Scope and Content Note
The papers of diplomat and economist Norman Hezekiah Davis (1878-1944) span the years 1898-1979 with the bulk of the material concentrated between 1915 and 1944. In 1902 Davis began his business career in Cuba where he organized the Trust Company of Cuba. He commenced a public career in 1917 and served in four presidential administrations consulting on international finance at the Department of Treasury, the Department of State, and international conferences and committees during World War I and the the interwar period. Davis was chairman of the of the American Red Cross from 1938 to his death in 1944.
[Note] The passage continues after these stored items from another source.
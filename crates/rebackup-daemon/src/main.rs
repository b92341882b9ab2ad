//! rebackup daemon - periodic one-way directory backup
//!
//! Copies every entry of the source directory that is missing from the
//! destination, removes every destination entry the source no longer has,
//! then sleeps for the configured interval and repeats. A cycle with any
//! per-file failure plays the error sound and speaks the error message.
//!
//! # Architecture
//!
//! Configuration comes from the YAML file plus command-line overrides. The
//! loop is controlled by a `CancellationToken` that is triggered on receipt
//! of SIGTERM or SIGINT; the same token stops any alert sound still playing.

mod logging;

use std::{
    path::{Path, PathBuf},
    sync::Arc,
};

use anyhow::{bail, Context, Result};
use clap::Parser;
use rebackup_alerts::{
    CommandPlayer, CommandSpeechEngine, ISoundPlayer, ISpeechEngine, LogOnlyAlerts, NoBackend,
    NotificationController,
};
use rebackup_core::{
    config::{AlertsConfig, Config, ConfigBuilder},
    ports::{alerts::IAlertService, local_filesystem::ILocalFileSystem},
};
use rebackup_sync::{
    engine::SyncEngine, filesystem::LocalFileSystemAdapter, scheduler::SyncScheduler,
};
use tokio_util::sync::CancellationToken;
use tracing::{error, info, warn};

// ============================================================================
// Command line
// ============================================================================

#[derive(Debug, Parser)]
#[command(name = "rebackupd", version, about = "Periodic one-way directory backup")]
struct Args {
    /// Configuration file [default: $XDG_CONFIG_HOME/rebackup/config.yaml]
    #[arg(long, value_name = "PATH")]
    config: Option<PathBuf>,

    /// Directory to back up
    #[arg(long, value_name = "DIR")]
    source: Option<PathBuf>,

    /// Directory kept in step with the source
    #[arg(long, value_name = "DIR")]
    destination: Option<PathBuf>,

    /// Minutes to sleep between cycles
    #[arg(long, value_name = "MINUTES")]
    interval: Option<u64>,

    /// Run a single cycle and exit
    #[arg(long)]
    once: bool,

    /// Log level (trace, debug, info, warn, error)
    #[arg(long, value_name = "LEVEL")]
    log_level: Option<String>,
}

/// Loads the configuration file and applies command-line overrides
fn load_config(args: &Args) -> Result<Config> {
    load_config_from(args, &Config::default_path())
}

/// Like [`load_config`], with `default_path` used when `--config` is absent
///
/// An explicit `--config` must load. A missing file at `default_path` means
/// built-in defaults; a present but unreadable or malformed one is an error.
fn load_config_from(args: &Args, default_path: &Path) -> Result<Config> {
    let base = match &args.config {
        Some(path) => Config::load(path)
            .with_context(|| format!("Failed to load configuration from {}", path.display()))?,
        None => Config::load_or_default(default_path).with_context(|| {
            format!("Failed to load configuration from {}", default_path.display())
        })?,
    };

    let mut builder = ConfigBuilder::from_config(base);
    if let Some(source) = &args.source {
        builder = builder.sync_source(source.clone());
    }
    if let Some(destination) = &args.destination {
        builder = builder.sync_destination(destination.clone());
    }
    if let Some(minutes) = args.interval {
        builder = builder.sync_interval_minutes(minutes);
    }
    if let Some(level) = &args.log_level {
        builder = builder.logging_level(level.as_str());
    }

    match builder.build_validated() {
        Ok(config) => Ok(config),
        Err(errors) => {
            let details: Vec<String> = errors.iter().map(ToString::to_string).collect();
            bail!("Invalid configuration: {}", details.join("; "))
        }
    }
}

// ============================================================================
// Alert backends
// ============================================================================

fn sound_player(config: &AlertsConfig) -> Arc<dyn ISoundPlayer> {
    if let Some(program) = &config.player {
        return Arc::new(CommandPlayer::for_program(program));
    }

    #[cfg(feature = "native-audio")]
    {
        Arc::new(rebackup_alerts::RodioPlayer::new())
    }

    #[cfg(not(feature = "native-audio"))]
    {
        match CommandPlayer::detect() {
            Some(player) => Arc::new(player),
            None => {
                warn!("No sound player found, alert sounds are disabled");
                Arc::new(NoBackend)
            }
        }
    }
}

fn speech_engine(config: &AlertsConfig) -> Arc<dyn ISpeechEngine> {
    if let Some(program) = &config.speech_engine {
        return Arc::new(CommandSpeechEngine::for_program(program));
    }
    match CommandSpeechEngine::detect() {
        Some(engine) => Arc::new(engine),
        None => {
            warn!("No speech engine found, spoken alerts are disabled");
            Arc::new(NoBackend)
        }
    }
}

fn alert_service(config: &AlertsConfig, shutdown: CancellationToken) -> Arc<dyn IAlertService> {
    if !config.enabled {
        info!("Alerts disabled, failures will only be logged");
        return Arc::new(LogOnlyAlerts::new());
    }
    Arc::new(NotificationController::from_config(
        config,
        sound_player(config),
        speech_engine(config),
        shutdown,
    ))
}

// ============================================================================
// Graceful shutdown signal handler
// ============================================================================

/// Waits for SIGTERM or SIGINT and triggers the cancellation token
async fn shutdown_signal(token: CancellationToken) {
    let ctrl_c = async {
        if let Err(e) = tokio::signal::ctrl_c().await {
            error!(error = %e, "Failed to listen for Ctrl+C");
            std::future::pending::<()>().await;
        }
    };

    #[cfg(unix)]
    let terminate = async {
        match tokio::signal::unix::signal(tokio::signal::unix::SignalKind::terminate()) {
            Ok(mut signal) => {
                signal.recv().await;
            }
            Err(e) => {
                error!(error = %e, "Failed to install SIGTERM handler");
                std::future::pending::<()>().await;
            }
        }
    };

    #[cfg(not(unix))]
    let terminate = std::future::pending::<()>();

    tokio::select! {
        _ = ctrl_c => {
            info!("Received SIGINT (Ctrl+C)");
        }
        _ = terminate => {
            info!("Received SIGTERM");
        }
    }

    token.cancel();
}

// ============================================================================
// Main entry point
// ============================================================================

#[tokio::main]
async fn main() -> Result<()> {
    let args = Args::parse();
    let config = load_config(&args)?;
    let _log_guard = logging::init(&config.logging)?;

    info!(
        version = env!("CARGO_PKG_VERSION"),
        source = %config.sync.source.display(),
        destination = %config.sync.destination.display(),
        "rebackup daemon starting (rebackupd)"
    );

    let shutdown_token = CancellationToken::new();
    let signal_token = shutdown_token.clone();
    tokio::spawn(async move {
        shutdown_signal(signal_token).await;
    });

    let fs: Arc<dyn ILocalFileSystem> = Arc::new(LocalFileSystemAdapter::new());
    let alerts = alert_service(&config.alerts, shutdown_token.clone());
    let engine = SyncEngine::from_config(fs, alerts, &config);
    let interval = config.sync.interval().context("Invalid sync interval")?;
    let scheduler = SyncScheduler::new(engine, interval, shutdown_token);

    if args.once {
        let report = scheduler.run_once().await?;
        if report.had_error() {
            bail!("{} file operation(s) failed", report.failures.len());
        }
        return Ok(());
    }

    match scheduler.run().await {
        Ok(cycles) => {
            info!(cycles, "rebackup daemon shut down gracefully");
            Ok(())
        }
        Err(e) => {
            error!(error = %e, "rebackup daemon exiting with error");
            Err(e.into())
        }
    }
}

// ============================================================================
// Tests
// ============================================================================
The papers are organized into seven series: Correspondence and Other Papers , Printed Matter , Addition I , Addition II , Addition III , Oversize , and Classified . The Correspondence and Other Papers series consists of correspondence, diaries, journals, minutes, addresses, statements, scrapbooks, memoranda, clippings, printed matter, photographs, and other papers relating chiefly to Davis’s services as a participant in international conferences and commissions on peace, disarmament, monetary matters and as a financial and economic consultant. The series includes material on conferences and organizations including the Supreme Economic Council of the Allied and Associated Powers (1914-1920), the Armistice, Paris Peace Conference (1919), International Economic Conference (Geneva, 1927), League of Nations, Limitation of Arms Conference (Geneva, 1932-1934), Monetary and Economic Conference (London, 1933), London Naval Conference (1935-1936), the Brussels Nine-Power Conference (1937), and other conferences and organizations. Correspondents include Herbert Hoover, Viscount Robert Gascoyne-Cecil, Cecil of Chelwood, Cordell Hull, Thomas W. Lamont, and Frank A. Vanderlip.